La cara de Lírico se estrelló contra el teléfono que sostenía.

—Has perdido.

—Notificación del juego.

—¡Escurridizo hijo de puta!

Lírico se volvió furioso contra su hermano gemelo y comenzó a golpearlo de vuelta con una almohada.

Leroy ahora tiene una gran sonrisa en sus labios y luego estalla en carcajadas molestando a Lírico al extremo.

En menos de un segundo, los dos estaban peleando en el sofá.

Se estrangulan mutuamente el cuello y desvergonzadamente causan un desastre en la habitación.
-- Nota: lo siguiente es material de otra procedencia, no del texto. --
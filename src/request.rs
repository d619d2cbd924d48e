//! I/O requests and their completion contract.
//!
//! A [`Request`] describes one transfer on one endpoint: a buffer, a logical
//! length, per-transfer flags and a completion handler. Requests are created
//! through [`UsbEndpoint::alloc_request`](crate::endpoint::UsbEndpoint::alloc_request)
//! so the controller driver can shape them up front, filled in by the
//! submitter, and then moved into the endpoint queue by
//! [`queue`](crate::endpoint::UsbEndpoint::queue). While a request is
//! outstanding it is owned by the controller side and the submitter holds no
//! reference to it; ownership returns to the submitter through the single
//! [`Completion::complete`] call.

use alloc::boxed::Box;
use alloc::sync::Arc;
use alloc::vec::Vec;
use core::any::Any;
use core::fmt;

use portable_atomic::{AtomicU32, Ordering};

use crate::endpoint::EndpointAddress;
use crate::{Result, UsbError};

// Tags stay unique for the lifetime of the program so a stale tag can never
// alias a newer request.
static NEXT_TAG: AtomicU32 = AtomicU32::new(1);

/// Names a request after its ownership has moved into an endpoint queue.
///
/// The tag is assigned when the request is created and never changes, so the
/// submitter can keep it across `queue` and use it to
/// [`dequeue`](crate::endpoint::UsbEndpoint::dequeue) the request later.
#[derive(Copy, Clone, Eq, PartialEq, Debug)]
#[cfg_attr(feature = "defmt", derive(defmt::Format))]
pub struct RequestTag(u32);

impl RequestTag {
    fn next() -> RequestTag {
        RequestTag(NEXT_TAG.fetch_add(1, Ordering::Relaxed))
    }
}

/// The transfer buffer of a request.
pub enum RequestBuf {
    /// One contiguous buffer.
    Contiguous(Vec<u8>),

    /// A scatter list, for controllers that advertise scatter-gather
    /// support. The entry count is the vector length.
    Scatter(Vec<Vec<u8>>),
}

impl RequestBuf {
    /// Total capacity in bytes over all segments.
    pub fn capacity(&self) -> usize {
        match self {
            RequestBuf::Contiguous(buf) => buf.len(),
            RequestBuf::Scatter(sg) => sg.iter().map(|s| s.len()).sum(),
        }
    }

    /// Number of scatter entries; `1` for a contiguous buffer.
    pub fn num_sgs(&self) -> usize {
        match self {
            RequestBuf::Contiguous(_) => 1,
            RequestBuf::Scatter(sg) => sg.len(),
        }
    }
}

/// Completion handler of a request.
///
/// The controller driver invokes this exactly once per `queue` call, from
/// its event-delivery path. That path runs with interrupts off on most
/// hardware: the handler must not block, sleep or call back into operations
/// that may do either. Follow-on work that needs to block has to be handed
/// to a different execution context.
///
/// The request is passed back by value; whatever the handler does with it
/// (requeue it, pool it, drop it) is the submitter's business. The endpoint
/// queue does not advance past a failed request until this call returns, so
/// the handler gets a chance to dequeue now-invalid dependent requests
/// first.
pub trait Completion: Send + Sync {
    /// Called when the request finishes, is cancelled, or is shut down.
    fn complete(&self, ep: EndpointAddress, req: Request);
}

/// Describes one I/O request on an endpoint.
///
/// All fields except the tag are owned by whichever side currently holds the
/// request: the submitter until `queue`, the controller side until the
/// completion call, the submitter again afterwards. The submitter must not
/// retain references into a queued request.
pub struct Request {
    /// Transfer buffer. For IN transfers the first `length` bytes are sent;
    /// for OUT transfers up to `length` bytes are received into it.
    pub buf: RequestBuf,

    /// Logical transfer length in bytes. Must not exceed the buffer
    /// capacity.
    pub length: usize,

    /// Bus address of an already-mapped buffer. Meaningful only together
    /// with [`dma_pre_mapped`](Request::dma_pre_mapped).
    pub dma: Option<u64>,

    /// The submitter already mapped the buffer for DMA and keeps the
    /// mapping alive for the duration of the transfer; the controller
    /// driver must skip its own mapping step.
    pub dma_pre_mapped: bool,

    /// Number of scatter entries the controller driver has mapped.
    /// Controller bookkeeping; drivers above the controller leave it alone.
    pub num_mapped_sgs: usize,

    /// Hint that no completion interrupt is needed for this request.
    /// Useful with deep queues handled directly by DMA hardware; the
    /// completion handler still runs.
    pub no_interrupt: bool,

    /// When writing, terminate the transfer with a short packet, adding a
    /// zero-length packet if the data happens to fill the last packet
    /// completely.
    pub zero: bool,

    /// When reading, treat a short transfer as an error: the completion
    /// status becomes [`UsbError::ShortTransfer`] even though the data that
    /// did arrive is valid.
    pub short_not_ok: bool,

    /// Bulk stream identifier, when USB 3.x streams are in use. Zero for
    /// ordinary transfers.
    pub stream_id: u16,

    /// Completion handler. A request without one is dropped when it
    /// completes, which is only useful for fire-and-forget transfers whose
    /// outcome nobody inspects.
    pub completion: Option<Arc<dyn Completion>>,

    /// Opaque value for the submitter, carried through untouched.
    pub context: Option<Box<dyn Any + Send>>,

    /// Outcome of the last submission; `None` while owned by the submitter
    /// before the first queue, and while outstanding.
    pub status: Option<Result<()>>,

    /// Bytes actually transferred. For OUT transfers this may be less than
    /// `length`; for IN transfers some of the counted bytes may still sit
    /// in a device-side FIFO when the request completes.
    pub actual: usize,

    tag: RequestTag,
}

impl Request {
    /// Creates an empty request.
    ///
    /// Most submitters should prefer
    /// [`UsbEndpoint::alloc_request`](crate::endpoint::UsbEndpoint::alloc_request),
    /// which lets the controller driver pre-shape the request.
    pub fn new() -> Request {
        Request {
            buf: RequestBuf::Contiguous(Vec::new()),
            length: 0,
            dma: None,
            dma_pre_mapped: false,
            num_mapped_sgs: 0,
            no_interrupt: false,
            zero: false,
            short_not_ok: false,
            stream_id: 0,
            completion: None,
            context: None,
            status: None,
            actual: 0,
            tag: RequestTag::next(),
        }
    }

    /// Creates a request around `buf`, with the logical length set to the
    /// whole buffer.
    pub fn with_buffer(buf: Vec<u8>) -> Request {
        let mut req = Request::new();
        req.length = buf.len();
        req.buf = RequestBuf::Contiguous(buf);
        req
    }

    /// The tag naming this request across the ownership transfer.
    pub fn tag(&self) -> RequestTag {
        self.tag
    }
}

impl Default for Request {
    fn default() -> Request {
        Request::new()
    }
}

impl fmt::Debug for Request {
    fn fmt(&self, f: &mut fmt::Formatter<'_>) -> fmt::Result {
        f.debug_struct("Request")
            .field("tag", &self.tag)
            .field("length", &self.length)
            .field("stream_id", &self.stream_id)
            .field("status", &self.status)
            .field("actual", &self.actual)
            .finish()
    }
}

/// Error returned by [`queue`](crate::endpoint::UsbEndpoint::queue), handing
/// the rejected request back to the caller.
pub struct QueueError {
    /// Why the submission was refused.
    pub error: UsbError,

    /// The request, unchanged; ownership never left the caller.
    pub request: Request,
}

impl fmt::Debug for QueueError {
    fn fmt(&self, f: &mut fmt::Formatter<'_>) -> fmt::Result {
        f.debug_struct("QueueError")
            .field("error", &self.error)
            .field("request", &self.request)
            .finish()
    }
}

/// Hands a finished request back to its submitter.
///
/// Fills in the output fields and runs the completion handler. Runs on the
/// controller's event path; see [`Completion`] for the context rules.
pub(crate) fn give_back(ep: EndpointAddress, mut req: Request, status: Result<()>, actual: usize) {
    req.status = Some(status);
    req.actual = actual;

    gadget_trace!(
        "ep{} giveback, actual {}, ok {}",
        ep.number(),
        actual,
        status.is_ok()
    );

    if let Some(completion) = req.completion.clone() {
        completion.complete(ep, req);
    }
}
Bueno, así es como muestran amor el uno por el otro.

—Lo doné a la caridad —respondió Narco y volvió su mirada a Klauss.

—¿Crees que tu afirmación es algo para creer?

Mañana estarás detenido después de la reunión con los accionistas —dijo Klauss, pero Narco no se inmutó con tal amenaza.

«Que sufras de estreñimiento en la cárcel, maldita comadreja», Klauss dijo dentro de su mente.

Narco estaba a punto de responder cuando Mort de repente habló y los detuvo.

—Es suficiente —ordenó Mort a los dos y se dirigió a Narco una vez alcanzando una nota adhesiva negra—.

Tengo un encargo para ti.

Esta vez, no causes problemas.

Confío en ti con esto —añadió y Narco inmediatamente tomó lo que Mort le entregó.

Después de que Narco obtuvo la nota, los tres: Lírico, Leroy y él salieron de la oficina de Mort sin decir una palabra.

Klauss se quedó limpiando el desorden de los gemelos.

………

A las siete en punto de la noche, el rodaje del equipo terminó.

Los clamores de los equipos hacían eco mientras arreglaban el equipo del estudio.

Sumire también no pudo evitar escuchar al personal susurrar sobre la visita repentina de Mort al set.

Se estaban preparando para ir a casa cuando el Director Principal habló de repente.

—Chicos, como tienen 2 días libres, vamos a cenar al resto-bar Coittè esta noche.

Todas las bebidas corren por mi cuenta.

Yo invito —dijo que el personal estaba complacido con lo que escucharon.

—¡Gran momento, ya estoy hambriento!

—¡Quiero emborracharme esta noche!

—¡Vamos a atacar el lugar!

—¡SÍ!

Un ruido atronador llenó todo el set.

Sumire habría rechazado la oferta ya que quería ir a casa temprano para descansar cuando Eiryss levantó una ceja hacia ella.

—Aunque no tengo la menor idea de lo que está pasando entre tú y ese gigante guapo, puedo decir que sé que no estás bien.

Aprovecha esta oportunidad para distraerte —Eiryss le susurró una vez que le mostró su tranquilizadora sonrisa.

Sumire estaba a punto de rechazarla por segunda vez cuando Trevor de repente llegó a su lugar.

—¿Vendrás, verdad?

—Trevor preguntó con una radiante sonrisa haciendo que Sumire asintiera en acuerdo.

«¡Una sola sonrisa de él hace que esté de acuerdo en un segundo!

¡Maldita sea Sumire, muestra algo de modestia!», la doncella se reprende a sí misma.

Victoria, por otro lado, que rezaba para que la persona que odiaba en la habitación declinara, se sintió abrumada por la molestia.

No le gustó el acuerdo de Sumire a la oferta de Trevor.

Pero un plan malvado se formó en su mente.

Miró con furia a Sumire, emanando un ambiente de villana con el lado derecho de su labio levantado.

—Voy a hacer que tu noche sea una pesadilla para recordar.